(Beginning of Stored data)
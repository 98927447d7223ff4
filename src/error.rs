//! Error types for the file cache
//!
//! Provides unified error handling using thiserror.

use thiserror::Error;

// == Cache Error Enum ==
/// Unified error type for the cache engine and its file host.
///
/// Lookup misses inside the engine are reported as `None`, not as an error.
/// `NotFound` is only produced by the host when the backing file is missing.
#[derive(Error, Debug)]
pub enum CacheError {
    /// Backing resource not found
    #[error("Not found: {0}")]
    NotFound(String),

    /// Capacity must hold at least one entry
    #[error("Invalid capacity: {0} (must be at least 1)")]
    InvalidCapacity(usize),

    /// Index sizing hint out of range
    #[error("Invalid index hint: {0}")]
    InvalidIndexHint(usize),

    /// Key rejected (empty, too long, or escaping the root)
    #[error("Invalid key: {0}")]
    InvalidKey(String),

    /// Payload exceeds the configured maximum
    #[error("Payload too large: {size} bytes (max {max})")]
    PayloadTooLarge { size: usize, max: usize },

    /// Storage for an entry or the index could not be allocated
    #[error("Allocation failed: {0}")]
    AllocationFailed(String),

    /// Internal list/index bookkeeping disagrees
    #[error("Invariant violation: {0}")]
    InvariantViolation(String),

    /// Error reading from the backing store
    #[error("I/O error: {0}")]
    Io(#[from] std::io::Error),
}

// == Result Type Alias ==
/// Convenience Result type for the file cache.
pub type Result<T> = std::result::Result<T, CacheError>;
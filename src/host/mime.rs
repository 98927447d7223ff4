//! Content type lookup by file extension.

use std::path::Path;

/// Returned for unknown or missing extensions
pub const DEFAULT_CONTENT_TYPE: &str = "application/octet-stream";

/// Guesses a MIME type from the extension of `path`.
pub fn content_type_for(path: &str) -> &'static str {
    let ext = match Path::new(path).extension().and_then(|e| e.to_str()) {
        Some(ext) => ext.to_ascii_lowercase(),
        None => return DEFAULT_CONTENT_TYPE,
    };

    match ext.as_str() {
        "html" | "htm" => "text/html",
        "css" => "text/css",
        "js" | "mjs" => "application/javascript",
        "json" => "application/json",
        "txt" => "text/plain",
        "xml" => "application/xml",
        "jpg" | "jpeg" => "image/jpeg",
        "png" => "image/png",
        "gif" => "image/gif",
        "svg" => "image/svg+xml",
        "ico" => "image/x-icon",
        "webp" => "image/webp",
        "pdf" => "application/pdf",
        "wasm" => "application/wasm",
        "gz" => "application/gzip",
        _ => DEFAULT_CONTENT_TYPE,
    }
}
(End of Stored data)
(Beginning of Stored data)
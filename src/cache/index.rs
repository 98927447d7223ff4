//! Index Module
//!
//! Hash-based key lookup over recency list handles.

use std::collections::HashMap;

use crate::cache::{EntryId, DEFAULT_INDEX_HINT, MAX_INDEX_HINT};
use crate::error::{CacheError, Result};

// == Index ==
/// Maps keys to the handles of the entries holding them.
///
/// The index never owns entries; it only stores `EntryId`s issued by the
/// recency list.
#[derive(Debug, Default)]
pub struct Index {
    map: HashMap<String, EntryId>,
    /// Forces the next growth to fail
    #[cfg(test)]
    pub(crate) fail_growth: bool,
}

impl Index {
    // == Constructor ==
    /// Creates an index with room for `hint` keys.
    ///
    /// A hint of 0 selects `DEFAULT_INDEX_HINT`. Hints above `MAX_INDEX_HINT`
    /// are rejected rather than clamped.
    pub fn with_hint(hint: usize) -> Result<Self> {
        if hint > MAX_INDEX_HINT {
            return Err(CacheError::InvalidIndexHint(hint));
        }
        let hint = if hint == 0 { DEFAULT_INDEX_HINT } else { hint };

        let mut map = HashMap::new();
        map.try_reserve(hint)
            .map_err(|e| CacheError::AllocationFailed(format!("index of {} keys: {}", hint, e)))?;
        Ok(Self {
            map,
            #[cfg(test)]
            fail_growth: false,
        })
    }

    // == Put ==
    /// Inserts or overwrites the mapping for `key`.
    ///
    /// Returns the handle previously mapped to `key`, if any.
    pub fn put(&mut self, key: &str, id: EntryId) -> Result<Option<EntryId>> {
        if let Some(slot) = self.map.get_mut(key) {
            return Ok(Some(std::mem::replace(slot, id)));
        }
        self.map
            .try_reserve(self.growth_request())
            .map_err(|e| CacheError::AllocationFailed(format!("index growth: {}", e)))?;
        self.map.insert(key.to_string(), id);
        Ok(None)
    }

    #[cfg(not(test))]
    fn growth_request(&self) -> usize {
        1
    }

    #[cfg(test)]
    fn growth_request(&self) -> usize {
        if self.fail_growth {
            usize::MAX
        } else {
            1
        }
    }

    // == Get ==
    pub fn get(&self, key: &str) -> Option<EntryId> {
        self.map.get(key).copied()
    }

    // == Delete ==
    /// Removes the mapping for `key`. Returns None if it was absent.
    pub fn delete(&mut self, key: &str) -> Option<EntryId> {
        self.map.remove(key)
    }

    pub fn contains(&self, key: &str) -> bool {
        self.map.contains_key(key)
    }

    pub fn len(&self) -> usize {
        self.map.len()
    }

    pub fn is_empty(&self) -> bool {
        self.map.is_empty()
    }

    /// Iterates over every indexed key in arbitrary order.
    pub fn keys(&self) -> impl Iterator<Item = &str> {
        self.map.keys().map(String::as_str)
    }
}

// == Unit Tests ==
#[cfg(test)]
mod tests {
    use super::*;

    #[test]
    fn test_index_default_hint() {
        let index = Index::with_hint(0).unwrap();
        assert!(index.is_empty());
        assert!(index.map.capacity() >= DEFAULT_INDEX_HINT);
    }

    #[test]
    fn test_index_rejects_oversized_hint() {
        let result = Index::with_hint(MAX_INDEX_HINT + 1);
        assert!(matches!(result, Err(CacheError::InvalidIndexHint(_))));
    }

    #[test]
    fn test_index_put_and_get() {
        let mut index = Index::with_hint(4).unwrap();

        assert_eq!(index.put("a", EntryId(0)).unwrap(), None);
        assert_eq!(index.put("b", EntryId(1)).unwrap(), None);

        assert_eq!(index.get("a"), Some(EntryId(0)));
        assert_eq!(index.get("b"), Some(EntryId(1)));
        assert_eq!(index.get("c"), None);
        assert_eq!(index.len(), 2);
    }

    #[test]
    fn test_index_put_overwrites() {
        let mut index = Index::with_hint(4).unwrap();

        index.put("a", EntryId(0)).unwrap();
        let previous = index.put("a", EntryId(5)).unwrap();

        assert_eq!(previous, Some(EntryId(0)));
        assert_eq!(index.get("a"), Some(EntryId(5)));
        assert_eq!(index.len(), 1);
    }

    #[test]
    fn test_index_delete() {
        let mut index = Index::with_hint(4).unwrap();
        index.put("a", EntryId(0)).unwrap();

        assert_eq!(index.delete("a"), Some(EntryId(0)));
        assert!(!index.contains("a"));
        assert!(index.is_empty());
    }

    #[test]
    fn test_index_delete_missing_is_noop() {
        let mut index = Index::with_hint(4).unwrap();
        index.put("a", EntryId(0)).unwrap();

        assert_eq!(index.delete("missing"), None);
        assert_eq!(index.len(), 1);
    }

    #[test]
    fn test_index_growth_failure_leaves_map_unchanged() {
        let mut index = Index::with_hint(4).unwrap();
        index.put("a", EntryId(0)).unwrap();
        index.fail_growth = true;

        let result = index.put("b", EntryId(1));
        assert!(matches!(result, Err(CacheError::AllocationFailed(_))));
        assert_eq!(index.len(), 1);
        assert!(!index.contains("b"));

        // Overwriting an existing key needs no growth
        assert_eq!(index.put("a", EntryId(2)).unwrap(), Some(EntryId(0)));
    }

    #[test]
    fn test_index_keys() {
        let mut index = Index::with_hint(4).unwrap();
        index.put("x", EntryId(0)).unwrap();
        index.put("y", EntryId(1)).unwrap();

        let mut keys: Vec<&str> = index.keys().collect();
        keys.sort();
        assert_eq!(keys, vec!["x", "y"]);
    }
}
(End of Stored data)
(Beginning of Stored data)
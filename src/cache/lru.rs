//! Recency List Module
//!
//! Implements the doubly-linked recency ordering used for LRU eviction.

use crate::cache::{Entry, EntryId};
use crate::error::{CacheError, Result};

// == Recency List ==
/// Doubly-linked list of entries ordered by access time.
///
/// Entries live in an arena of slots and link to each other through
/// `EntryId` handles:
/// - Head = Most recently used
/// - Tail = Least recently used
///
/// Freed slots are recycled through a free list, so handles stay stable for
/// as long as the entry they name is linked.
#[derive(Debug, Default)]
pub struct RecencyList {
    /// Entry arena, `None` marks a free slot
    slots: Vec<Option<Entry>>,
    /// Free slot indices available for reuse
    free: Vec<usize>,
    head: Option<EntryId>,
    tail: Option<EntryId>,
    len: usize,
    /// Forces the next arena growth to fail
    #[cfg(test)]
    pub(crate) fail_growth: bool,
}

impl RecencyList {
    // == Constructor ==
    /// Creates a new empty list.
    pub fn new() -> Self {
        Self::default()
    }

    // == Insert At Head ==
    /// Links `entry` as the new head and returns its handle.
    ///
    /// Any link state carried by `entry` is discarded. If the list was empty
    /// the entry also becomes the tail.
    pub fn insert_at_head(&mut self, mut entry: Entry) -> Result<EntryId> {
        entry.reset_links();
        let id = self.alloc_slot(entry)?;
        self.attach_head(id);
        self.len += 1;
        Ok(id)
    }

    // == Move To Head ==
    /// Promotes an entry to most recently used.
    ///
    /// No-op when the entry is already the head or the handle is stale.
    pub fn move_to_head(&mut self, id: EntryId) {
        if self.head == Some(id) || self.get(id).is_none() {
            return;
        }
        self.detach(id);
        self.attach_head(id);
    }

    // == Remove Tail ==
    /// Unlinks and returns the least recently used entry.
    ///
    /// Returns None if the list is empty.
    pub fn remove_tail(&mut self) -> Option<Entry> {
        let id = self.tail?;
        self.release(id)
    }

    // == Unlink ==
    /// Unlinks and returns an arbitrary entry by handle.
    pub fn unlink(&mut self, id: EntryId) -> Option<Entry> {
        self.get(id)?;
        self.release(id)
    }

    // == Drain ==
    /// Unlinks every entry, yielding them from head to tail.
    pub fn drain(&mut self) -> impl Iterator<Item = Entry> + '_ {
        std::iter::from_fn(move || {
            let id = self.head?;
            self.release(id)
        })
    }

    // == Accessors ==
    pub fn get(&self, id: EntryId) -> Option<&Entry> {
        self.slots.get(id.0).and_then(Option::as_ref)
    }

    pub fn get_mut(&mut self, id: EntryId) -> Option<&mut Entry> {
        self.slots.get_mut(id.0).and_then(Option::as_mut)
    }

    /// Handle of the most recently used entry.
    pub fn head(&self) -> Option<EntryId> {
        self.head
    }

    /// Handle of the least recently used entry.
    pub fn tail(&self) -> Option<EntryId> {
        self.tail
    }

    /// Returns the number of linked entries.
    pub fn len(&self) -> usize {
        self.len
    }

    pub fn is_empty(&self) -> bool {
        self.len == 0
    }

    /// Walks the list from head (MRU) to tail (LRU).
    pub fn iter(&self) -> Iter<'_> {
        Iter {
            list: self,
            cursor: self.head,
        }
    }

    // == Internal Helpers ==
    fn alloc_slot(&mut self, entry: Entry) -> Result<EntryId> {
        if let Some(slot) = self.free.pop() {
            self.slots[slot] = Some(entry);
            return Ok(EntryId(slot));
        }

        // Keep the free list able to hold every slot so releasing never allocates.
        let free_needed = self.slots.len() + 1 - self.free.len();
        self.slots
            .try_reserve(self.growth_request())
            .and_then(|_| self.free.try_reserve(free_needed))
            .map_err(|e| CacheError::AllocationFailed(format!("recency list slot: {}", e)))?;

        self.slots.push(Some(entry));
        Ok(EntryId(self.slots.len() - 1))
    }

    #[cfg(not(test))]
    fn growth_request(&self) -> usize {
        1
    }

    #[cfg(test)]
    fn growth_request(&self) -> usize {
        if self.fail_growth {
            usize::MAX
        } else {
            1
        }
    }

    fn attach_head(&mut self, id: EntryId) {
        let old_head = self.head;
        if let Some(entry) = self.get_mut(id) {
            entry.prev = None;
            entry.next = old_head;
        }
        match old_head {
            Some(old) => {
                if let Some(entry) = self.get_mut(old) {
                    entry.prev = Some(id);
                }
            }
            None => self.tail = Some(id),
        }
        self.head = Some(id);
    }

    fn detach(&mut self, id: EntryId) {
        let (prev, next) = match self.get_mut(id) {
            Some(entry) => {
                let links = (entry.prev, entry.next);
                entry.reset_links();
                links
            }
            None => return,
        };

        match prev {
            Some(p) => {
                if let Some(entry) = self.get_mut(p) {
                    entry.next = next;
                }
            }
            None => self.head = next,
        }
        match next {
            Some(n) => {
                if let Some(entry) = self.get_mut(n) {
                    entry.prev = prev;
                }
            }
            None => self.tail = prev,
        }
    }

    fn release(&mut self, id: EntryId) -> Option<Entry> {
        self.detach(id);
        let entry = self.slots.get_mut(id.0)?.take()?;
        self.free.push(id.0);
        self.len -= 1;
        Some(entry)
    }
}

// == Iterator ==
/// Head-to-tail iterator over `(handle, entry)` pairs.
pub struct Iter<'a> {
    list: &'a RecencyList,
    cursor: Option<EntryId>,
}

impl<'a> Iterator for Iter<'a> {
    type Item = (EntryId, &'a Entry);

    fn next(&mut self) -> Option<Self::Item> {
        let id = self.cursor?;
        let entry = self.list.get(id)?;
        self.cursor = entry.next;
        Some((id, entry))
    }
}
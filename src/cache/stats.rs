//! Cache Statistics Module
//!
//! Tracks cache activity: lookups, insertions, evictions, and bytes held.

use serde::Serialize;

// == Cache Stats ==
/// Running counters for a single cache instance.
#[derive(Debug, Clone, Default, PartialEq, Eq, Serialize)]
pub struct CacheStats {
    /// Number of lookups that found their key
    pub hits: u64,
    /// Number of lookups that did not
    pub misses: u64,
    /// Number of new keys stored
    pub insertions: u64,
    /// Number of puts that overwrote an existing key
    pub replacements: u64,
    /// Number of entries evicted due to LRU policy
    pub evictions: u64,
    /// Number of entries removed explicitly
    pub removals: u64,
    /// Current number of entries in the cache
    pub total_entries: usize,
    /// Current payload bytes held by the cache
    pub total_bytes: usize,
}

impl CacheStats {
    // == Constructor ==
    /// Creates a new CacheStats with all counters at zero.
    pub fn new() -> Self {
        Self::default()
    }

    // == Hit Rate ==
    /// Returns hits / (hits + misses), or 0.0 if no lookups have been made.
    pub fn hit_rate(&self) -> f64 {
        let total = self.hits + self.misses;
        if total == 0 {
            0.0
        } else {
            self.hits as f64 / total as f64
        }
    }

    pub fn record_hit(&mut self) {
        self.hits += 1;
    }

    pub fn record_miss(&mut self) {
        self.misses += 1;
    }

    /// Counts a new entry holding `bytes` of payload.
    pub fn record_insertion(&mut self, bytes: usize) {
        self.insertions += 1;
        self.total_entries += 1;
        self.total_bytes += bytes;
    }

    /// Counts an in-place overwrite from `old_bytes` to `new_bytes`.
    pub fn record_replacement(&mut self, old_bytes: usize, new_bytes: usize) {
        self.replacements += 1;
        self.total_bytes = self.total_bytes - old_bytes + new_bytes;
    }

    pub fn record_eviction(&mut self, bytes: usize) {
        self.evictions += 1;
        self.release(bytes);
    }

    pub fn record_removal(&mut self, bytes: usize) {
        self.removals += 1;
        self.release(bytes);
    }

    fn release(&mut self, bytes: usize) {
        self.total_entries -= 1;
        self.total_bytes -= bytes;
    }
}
(End of Stored data)
> Brief
Find the word "InvalidIndexHint" in the entries, and copy every line it shows up in.

> Task result
    InvalidIndexHint(usize),
            return Err(CacheError::InvalidIndexHint(hint));
        assert!(matches!(result, Err(CacheError::InvalidIndexHint(_))));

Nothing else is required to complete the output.